Par là, il était idéaliste — non pas à la manière des néo-classiques formalistes épris de la «beauté suprême» réduite en formules, — mais à la manière de tous les maîtres qui ont caractérisé plus particulièrement un des aspects du monde physique ou moral et se sont emparés de la réalité au profit de leur amour et de leur rêve. — Millet pensait, en vrai classique, que la dépendance mutuelle, la convenance réciproque de toutes les parties d’une œuvre est un des éléments de la beauté. «Quel est le plus beau d’un arbre droit ou d’un arbre tortu? celui qui est le mieux en situation.» Et il disait encore: «Ce n’est pas tant les choses représentées qui font le beau que le besoin qu’on a de les représenter. Point d’atténuation dans les caractères. Qu’Alcibiadc soit Alcibiade et Socrate Socrate. On peut dire que tout est beau pourvu que cela arrive en son temps et en sa place .» Et quand, le cœur plein de compassion pour les pauvres gens péniblement courbés sur la terre qu’ils fouillent et retournent sans cesse, mais aussi plein d’admiration pour la grandeur de la vie rustique et la beauté de la création, il voulait dire ses impressions dans sa langue de peintre, il ne se croyait pas tenu de «redresser les nez» et «d’embellir» les visages de ses paysans; mais il disait, avec quelle émotion persuasive! la splendeur du ciel qui les enveloppe de son aménité ; il montrait comment ils participent sans en avoir conscience de la magnificence du spectacle; il grandissait leurs silhouettes, il en faisait les héros, autant que les martyrs, de l’éternel labeur.

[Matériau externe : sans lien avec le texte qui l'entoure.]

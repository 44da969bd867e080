// SPDX-License-Identifier: MIT OR Apache-2.0

//! CLI argument parsing using clap

use clap::{Parser, ValueEnum};
use std::path::PathBuf;

/// incbak - incremental deduplicating backup
///
/// Backs up the configured source tree into timestamped archive
/// generations under `<root>/archive/`, recording only the changes since
/// the previous generation, and restores any recorded point in time.
#[derive(Parser, Debug)]
#[command(name = "incbak")]
#[command(
    author,
    version,
    about,
    long_about = None,
    after_help = "Quickstart:\n  incbak backup /mnt/usbdisk\n  incbak list /mnt/usbdisk\n  incbak restore /mnt/usbdisk -t 2024/03/05-14:30:00\n\nThe backup root holds backup_config.txt and the archive/ directory."
)]
pub struct Cli {
    /// Operation mode
    #[arg(value_enum)]
    pub mode: Mode,

    /// Backup root directory
    pub root: PathBuf,

    /// Password passed through to the archiver
    #[arg(short, long)]
    pub password: Option<String>,

    /// Point in time YYYY/MM/DD-HH:MM:SS (local) to restore or list
    #[arg(short = 't', long)]
    pub restore_time: Option<String>,

    /// Profile file(s); later files override earlier ones
    #[arg(short, long = "config-file", num_args = 1..)]
    pub config_file: Vec<String>,

    /// Overwrite existing files when restoring
    #[arg(long)]
    pub overwrite: bool,

    /// Extract with full stored paths when restoring
    #[arg(long)]
    pub full_path: bool,

    /// Remove the new generation directory when the archiver fails
    #[arg(long)]
    pub delete_on_fail: bool,

    /// Suppress per-file listings in summaries
    #[arg(long)]
    pub silent: bool,

    /// Seconds to wait before a successful exit
    #[arg(short, long)]
    pub wait_sec: Option<f64>,

    /// Files to restore, list or version (values, or @listfile)
    #[arg(short = 'f', long = "recovery-files", num_args = 1..)]
    pub recovery_files: Vec<String>,

    /// Output format for list and verify reports
    #[arg(long, value_enum, default_value_t = OutputFormat::Text)]
    pub format: OutputFormat,
}

/// Operation mode
#[derive(Debug, Clone, Copy, PartialEq, Eq, ValueEnum)]
pub enum Mode {
    /// Record changes and archive the new or modified files
    Backup,
    /// Record changes without archiving any bytes
    Empty,
    /// Extract a point-in-time snapshot into the current directory
    Restore,
    /// Report what a restore would extract
    List,
    /// Extract every recorded version of the given files
    History,
    /// Re-hash the live tree against the latest recorded state
    Verify,
}

/// Output format for reports
#[derive(Debug, Clone, Copy, PartialEq, Eq, ValueEnum)]
pub enum OutputFormat {
    Text,
    Json,
}
// SPDX-License-Identifier: MIT OR Apache-2.0

//! Streaming SHA-256 over file contents.
//!
//! The 32-byte digest is the identity of a file's bytes everywhere in the
//! tool: move detection, manifests, and verification all compare digests.
//! Manifests encode it as uppercase hex.

use anyhow::{Context, Result};
use sha2::{Digest, Sha256};
use std::fs::File;
use std::io::{BufReader, Read};
use std::path::Path;

const CHUNK_SIZE: usize = 64 * 1024;

/// Digest of a file's bytes.
pub fn hash_file(path: &Path) -> Result<[u8; 32]> {
    let file = File::open(path).with_context(|| format!("failed to open {}", path.display()))?;
    let mut reader = BufReader::new(file);
    let mut hasher = Sha256::new();
    let mut buf = [0u8; CHUNK_SIZE];

    loop {
        let read = reader
            .read(&mut buf)
            .with_context(|| format!("failed to read {}", path.display()))?;
        if read == 0 {
            break;
        }
        hasher.update(&buf[..read]);
    }

    Ok(hasher.finalize().into())
}

/// Uppercase hex encoding used in manifest records.
pub fn to_hex(digest: &[u8; 32]) -> String {
    let mut out = String::with_capacity(64);
    for byte in digest {
        out.push_str(&format!("{byte:02X}"));
    }
    out
}

/// Decode a manifest hex field. Case-insensitive.
pub fn from_hex(hex: &str) -> Option<[u8; 32]> {
    if hex.len() != 64 {
        return None;
    }
    let mut digest = [0u8; 32];
    for (i, chunk) in hex.as_bytes().chunks(2).enumerate() {
        let s = std::str::from_utf8(chunk).ok()?;
        digest[i] = u8::from_str_radix(s, 16).ok()?;
    }
    Some(digest)
}
//! Project domain: records, the simulated API, and the cached client.

mod api;
mod cache;
mod cached_client;
mod types;

pub use api::ProjectApi;
pub use cached_client::ProjectClient;
pub use types::{Project, ProjectDraft, ProjectPatch};
//! SQLite-backed storage.

use rusqlite::{params, Connection};
use std::path::Path;
use std::sync::Mutex;

use crate::error::StorageError;
use crate::projects::Project;

use super::{decode_blob, encode_blob, StoragePort, STORAGE_KEY};

/// Schema for the key-value table holding the serialized collection.
const STORE_SCHEMA: &str = r#"
CREATE TABLE IF NOT EXISTS local_store (
    key TEXT PRIMARY KEY,
    value TEXT NOT NULL
);
"#;

/// Storage backend persisting the blob in a single-row key-value table.
pub struct SqliteStore {
  conn: Mutex<Connection>,
}

impl SqliteStore {
  /// Open or create the store at the given path.
  pub fn open(path: &Path) -> Result<Self, StorageError> {
    // Ensure parent directory exists
    if let Some(parent) = path.parent() {
      std::fs::create_dir_all(parent)
        .map_err(|e| StorageError::Backend(format!("Failed to create store directory: {}", e)))?;
    }

    let conn = Connection::open(path).map_err(|e| {
      StorageError::Backend(format!("Failed to open store at {}: {}", path.display(), e))
    })?;

    Self::from_connection(conn)
  }

  /// Open or create the store at the default location.
  pub fn open_default() -> Result<Self, StorageError> {
    let data_dir = dirs::data_dir()
      .or_else(|| dirs::home_dir().map(|p| p.join(".local/share")))
      .ok_or_else(|| StorageError::Backend("Could not determine data directory".to_string()))?;

    Self::open(&data_dir.join("projstore").join("projects.db"))
  }

  /// Open a store that lives only as long as the connection. Mostly useful
  /// in tests.
  pub fn open_in_memory() -> Result<Self, StorageError> {
    let conn = Connection::open_in_memory()
      .map_err(|e| StorageError::Backend(format!("Failed to open in-memory store: {}", e)))?;
    Self::from_connection(conn)
  }

  fn from_connection(conn: Connection) -> Result<Self, StorageError> {
    let store = Self {
      conn: Mutex::new(conn),
    };
    store.run_migrations()?;
    Ok(store)
  }

  fn run_migrations(&self) -> Result<(), StorageError> {
    let conn = self
      .conn
      .lock()
      .map_err(|e| StorageError::Backend(format!("Lock poisoned: {}", e)))?;

    conn
      .execute_batch(STORE_SCHEMA)
      .map_err(|e| StorageError::Backend(format!("Failed to run store migrations: {}", e)))?;

    Ok(())
  }
}

impl StoragePort for SqliteStore {
  fn load(&self) -> Result<Vec<Project>, StorageError> {
    let conn = self
      .conn
      .lock()
      .map_err(|e| StorageError::Backend(format!("Lock poisoned: {}", e)))?;

    let mut stmt = conn
      .prepare("SELECT value FROM local_store WHERE key = ?")
      .map_err(|e| StorageError::Backend(format!("Failed to prepare load: {}", e)))?;

    let blob: Option<String> = stmt.query_row(params![STORAGE_KEY], |row| row.get(0)).ok();

    Ok(match blob.as_deref() {
      Some(blob) => decode_blob(blob),
      None => Vec::new(),
    })
  }

  fn save(&self, projects: &[Project]) -> Result<(), StorageError> {
    let blob = encode_blob(projects)?;
    let conn = self
      .conn
      .lock()
      .map_err(|e| StorageError::Backend(format!("Lock poisoned: {}", e)))?;

    conn
      .execute(
        "INSERT OR REPLACE INTO local_store (key, value) VALUES (?, ?)",
        params![STORAGE_KEY, blob],
      )
      .map_err(|e| StorageError::Backend(format!("Failed to save projects: {}", e)))?;

    Ok(())
  }
}

#[cfg(test)]
mod tests {
  use super::*;
  use crate::projects::ProjectDraft;

  fn sample_projects(n: usize) -> Vec<Project> {
    (0..n)
      .map(|i| {
        Project::from_draft(ProjectDraft {
          name: format!("Project {}", i),
          description: String::new(),
          start_date: "2024-03-01".parse().unwrap(),
          end_date: "2024-09-01".parse().unwrap(),
          manager: "Grace".to_string(),
        })
      })
      .collect()
  }

  #[test]
  fn fresh_store_loads_empty_collection() {
    let store = SqliteStore::open_in_memory().unwrap();
    assert!(store.load().unwrap().is_empty());
  }

  #[test]
  fn save_then_load_round_trips() {
    let store = SqliteStore::open_in_memory().unwrap();
    let projects = sample_projects(3);

    store.save(&projects).unwrap();
    assert_eq!(store.load().unwrap(), projects);

    // Overwrite keeps a single row per key
    let replacement = sample_projects(1);
    store.save(&replacement).unwrap();
    assert_eq!(store.load().unwrap(), replacement);
  }

  #[test]
  fn persists_across_reopen() {
    let dir = tempfile::tempdir().unwrap();
    let path = dir.path().join("projects.db");
    let projects = sample_projects(2);

    {
      let store = SqliteStore::open(&path).unwrap();
      store.save(&projects).unwrap();
    }

    let reopened = SqliteStore::open(&path).unwrap();
    assert_eq!(reopened.load().unwrap(), projects);
  }

  #[test]
  fn malformed_row_loads_as_empty() {
    let store = SqliteStore::open_in_memory().unwrap();
    {
      let conn = store.conn.lock().unwrap();
      conn
        .execute(
          "INSERT OR REPLACE INTO local_store (key, value) VALUES (?, ?)",
          params![STORAGE_KEY, "]]not json"],
        )
        .unwrap();
    }

    assert!(store.load().unwrap().is_empty());
  }
}
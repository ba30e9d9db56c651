//! Pluggable persistence for the project collection.
//!
//! The whole collection lives as one JSON-serialized value under a single
//! fixed key. `StoragePort` is the seam the simulated API talks through:
//! - `MemoryStore` keeps the serialized blob in memory (test double and
//!   browser-local-storage analog)
//! - `SqliteStore` keeps it in a key-value table on disk

mod memory;
mod sqlite;

pub use memory::MemoryStore;
pub use sqlite::SqliteStore;

use tracing::warn;

use crate::error::StorageError;
use crate::projects::Project;

/// Fixed key the serialized project list is stored under.
pub const STORAGE_KEY: &str = "projects";

/// Port to the persisted project collection.
///
/// `load` returns the empty collection when nothing has ever been stored.
/// `save` fully overwrites prior content. Writes are last-write-wins over the
/// whole collection; callers are expected to load-mutate-save.
pub trait StoragePort: Send + Sync {
  fn load(&self) -> Result<Vec<Project>, StorageError>;
  fn save(&self, projects: &[Project]) -> Result<(), StorageError>;
}

/// Decode a stored blob. A malformed blob is treated as the empty
/// collection: the store recovers on the next save instead of failing every
/// read.
pub(crate) fn decode_blob(blob: &str) -> Vec<Project> {
  match serde_json::from_str(blob) {
    Ok(projects) => projects,
    Err(e) => {
      warn!("stored project data is malformed, treating as empty: {}", e);
      Vec::new()
    }
  }
}

pub(crate) fn encode_blob(projects: &[Project]) -> Result<String, StorageError> {
  serde_json::to_string(projects)
    .map_err(|e| StorageError::Backend(format!("Failed to serialize projects: {}", e)))
}
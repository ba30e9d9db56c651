//! Cached project client: query cache and mutation handling over the
//! simulated API.

use std::sync::{Arc, Mutex, MutexGuard, PoisonError};

use futures::FutureExt;
use tracing::debug;

use crate::cache::{SharedFetch, Speculation};
use crate::config::Config;
use crate::error::ApiError;
use crate::query::Query;
use crate::storage::StoragePort;

use super::api::ProjectApi;
use super::cache::ProjectCache;
use super::types::{Project, ProjectDraft, ProjectPatch};

/// Project client with a query cache in front of the simulated API.
///
/// Reads are cache-first: fresh entries are served directly, stale entries
/// are served while a background refetch revalidates them, and concurrent
/// first loads of one key share a single request. Writes go through the API
/// and invalidate the list cache on success; favorite toggles additionally
/// patch the cache optimistically and roll back on failure.
pub struct ProjectClient<S> {
  api: ProjectApi<S>,
  cache: Arc<Mutex<ProjectCache>>,
  /// Serializes mutation side effects: snapshot/patch/rollback sequences
  /// against the list cache must not interleave.
  mutation_gate: Arc<tokio::sync::Mutex<()>>,
  config: Config,
}

impl<S> Clone for ProjectClient<S> {
  fn clone(&self) -> Self {
    Self {
      api: self.api.clone(),
      cache: Arc::clone(&self.cache),
      mutation_gate: Arc::clone(&self.mutation_gate),
      config: self.config.clone(),
    }
  }
}

impl<S: StoragePort + 'static> ProjectClient<S> {
  pub fn new(storage: Arc<S>, config: Config) -> Self {
    let api = ProjectApi::new(storage, config.latency.clone());
    Self {
      api,
      cache: Arc::new(Mutex::new(ProjectCache::default())),
      mutation_gate: Arc::new(tokio::sync::Mutex::new(())),
      config,
    }
  }

  /// The underlying simulated API, for consumers that want to bypass the
  /// cache.
  pub fn api(&self) -> &ProjectApi<S> {
    &self.api
  }

  pub fn config(&self) -> &Config {
    &self.config
  }

  // The map stays consistent even if a peer panicked mid-section; recover
  // the guard rather than propagate the poison.
  fn cache(&self) -> MutexGuard<'_, ProjectCache> {
    self.cache.lock().unwrap_or_else(PoisonError::into_inner)
  }

  /// One page of projects, cached by offset.
  ///
  /// The offset alone is the cache key: distinct offsets are cached
  /// independently, and a page only ever knows its own length.
  pub async fn list_projects(&self, offset: usize, limit: usize) -> Result<Vec<Project>, ApiError> {
    let (previous, fetch) = {
      let mut cache = self.cache();
      let slot = cache.list_slot(offset);
      if let Some(page) = slot.fresh(self.config.stale_time()) {
        return Ok(page.clone());
      }

      let fetch = match slot.in_flight() {
        Some(fetch) => fetch,
        None => {
          let fetch = self.begin_list_fetch(offset, limit, slot.generation());
          slot.set_in_flight(fetch.clone());
          fetch
        }
      };
      (slot.value().cloned(), fetch)
    };

    match previous {
      // Keep previous data: serve the stale page now, revalidate in the
      // background.
      Some(page) => {
        tokio::spawn(fetch.map(|_| ()));
        Ok(page)
      }
      None => fetch.await,
    }
  }

  /// A single project, cached by id.
  pub async fn get_project(&self, id: &str) -> Result<Project, ApiError> {
    let (previous, fetch) = {
      let mut cache = self.cache();
      let slot = cache.detail_slot(id);
      if let Some(project) = slot.fresh(self.config.stale_time()) {
        return Ok(project.clone());
      }

      let fetch = match slot.in_flight() {
        Some(fetch) => fetch,
        None => {
          let fetch = self.begin_detail_fetch(id.to_string(), slot.generation());
          slot.set_in_flight(fetch.clone());
          fetch
        }
      };
      (slot.value().cloned(), fetch)
    };

    match previous {
      Some(project) => {
        tokio::spawn(fetch.map(|_| ()));
        Ok(project)
      }
      None => fetch.await,
    }
  }

  /// True total number of projects, cached alongside the list pages.
  pub async fn count_projects(&self) -> Result<usize, ApiError> {
    let (previous, fetch) = {
      let mut cache = self.cache();
      let slot = cache.count_slot();
      if let Some(count) = slot.fresh(self.config.stale_time()) {
        return Ok(*count);
      }

      let fetch = match slot.in_flight() {
        Some(fetch) => fetch,
        None => {
          let fetch = self.begin_count_fetch(slot.generation());
          slot.set_in_flight(fetch.clone());
          fetch
        }
      };
      (slot.value().copied(), fetch)
    };

    match previous {
      Some(count) => {
        tokio::spawn(fetch.map(|_| ()));
        Ok(count)
      }
      None => fetch.await,
    }
  }

  /// Create a project, then expire cached pages so the next read
  /// reconciles with storage.
  pub async fn create_project(&self, draft: ProjectDraft) -> Result<Project, ApiError> {
    let _gate = self.mutation_gate.lock().await;

    let created = self.api.create(draft).await?;
    self.cache().invalidate_lists();
    Ok(created)
  }

  /// Merge a partial update into the matching project.
  ///
  /// A patch that touches the favorite flag is applied to the cache
  /// optimistically before the write starts: in-flight list fetches are
  /// detached so they cannot overwrite the patch, the touched slots are
  /// snapshotted, and a failed write restores that snapshot exactly.
  /// Successful writes expire cached pages either way.
  pub async fn update_project(&self, patch: ProjectPatch) -> Result<Project, ApiError> {
    let _gate = self.mutation_gate.lock().await;

    let mut speculation = Speculation::idle();
    if patch.touches_favorite() {
      let mut cache = self.cache();
      cache.cancel_lists();
      speculation = Speculation::patched(cache.snapshot_for(&patch.id));
      cache.apply_patch(&patch);
    }

    match self.api.update(patch).await {
      Ok(updated) => {
        speculation.commit();
        self.cache().invalidate_lists();
        Ok(updated)
      }
      Err(err) => {
        if let Some(snapshot) = speculation.rollback() {
          debug!("optimistic update failed, restoring cache snapshot");
          self.cache().restore(snapshot);
        }
        Err(err)
      }
    }
  }

  /// Delete by id (idempotent), then expire cached pages.
  pub async fn delete_project(&self, id: &str) -> Result<(), ApiError> {
    let _gate = self.mutation_gate.lock().await;

    self.api.delete(id).await?;
    self.cache().invalidate_lists();
    Ok(())
  }

  /// Currently cached page for an offset, regardless of staleness. Never
  /// triggers a fetch.
  pub fn peek_list(&self, offset: usize) -> Option<Vec<Project>> {
    self.cache().list_value(offset)
  }

  /// Currently cached record for an id, regardless of staleness. Never
  /// triggers a fetch.
  pub fn peek_project(&self, id: &str) -> Option<Project> {
    self.cache().detail_value(id)
  }

  /// Observable query handle for a list page, sized by the configured page
  /// size.
  pub fn list_query(&self, offset: usize) -> Query<Vec<Project>> {
    let client = self.clone();
    let limit = self.config.page_size;
    Query::new(move || {
      let client = client.clone();
      async move {
        client
          .list_projects(offset, limit)
          .await
          .map_err(|e| e.to_string())
      }
    })
    .with_stale_time(self.config.stale_time())
  }

  /// Observable query handle for a single project. With no id the query is
  /// disabled and never issues a fetch, mirroring a detail view that has no
  /// selection yet.
  pub fn detail_query(&self, id: Option<String>) -> Query<Project> {
    let client = self.clone();
    let enabled = id.is_some();
    let id = id.unwrap_or_default();
    Query::new(move || {
      let client = client.clone();
      let id = id.clone();
      async move { client.get_project(&id).await.map_err(|e| e.to_string()) }
    })
    .with_enabled(enabled)
    .with_stale_time(self.config.stale_time())
  }

  fn begin_list_fetch(
    &self,
    offset: usize,
    limit: usize,
    generation: u64,
  ) -> SharedFetch<Vec<Project>> {
    let api = self.api.clone();
    let cache = Arc::clone(&self.cache);
    async move {
      let result = api.list(offset, limit).await;
      let mut cache = cache.lock().unwrap_or_else(PoisonError::into_inner);
      let slot = cache.list_slot(offset);
      // Only the generation this fetch was started under may install;
      // a cancelled fetch still resolves for its awaiters.
      if slot.generation() == generation {
        match &result {
          Ok(page) => slot.install(page.clone()),
          Err(_) => slot.clear_in_flight(),
        }
      }
      result
    }
    .boxed()
    .shared()
  }

  fn begin_detail_fetch(&self, id: String, generation: u64) -> SharedFetch<Project> {
    let api = self.api.clone();
    let cache = Arc::clone(&self.cache);
    async move {
      let result = api.get_by_id(&id).await;
      let mut cache = cache.lock().unwrap_or_else(PoisonError::into_inner);
      let slot = cache.detail_slot(&id);
      if slot.generation() == generation {
        match &result {
          Ok(project) => slot.install(project.clone()),
          Err(_) => slot.clear_in_flight(),
        }
      }
      result
    }
    .boxed()
    .shared()
  }

  fn begin_count_fetch(&self, generation: u64) -> SharedFetch<usize> {
    let api = self.api.clone();
    let cache = Arc::clone(&self.cache);
    async move {
      let result = api.count().await;
      let mut cache = cache.lock().unwrap_or_else(PoisonError::into_inner);
      let slot = cache.count_slot();
      if slot.generation() == generation {
        match &result {
          Ok(count) => slot.install(*count),
          Err(_) => slot.clear_in_flight(),
        }
      }
      result
    }
    .boxed()
    .shared()
  }
}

Dans chacun de ses tableaux, il semble avoir voulu fixer d’une manière définitive un des caractères essentiels, une des allures habituelles de ces ruraux qu’il aimait et en même temps de la terre qui les porte, à laquelle ils appartiennent comme la machine à l’usine, et dont ils sont comme des morceaux animés. On dirait autant de chants d’un vaste poème; des Géorgiques d’après le christianisme, sans invocation à la blonde Cérès, à Palès déesse des troupeaux, aux nymphes familières, — portant au frontispice, au lieu du «Fortunatos nimium», la tragique parole biblique: «Tu gagneras ton pain à la sueur de ton front.»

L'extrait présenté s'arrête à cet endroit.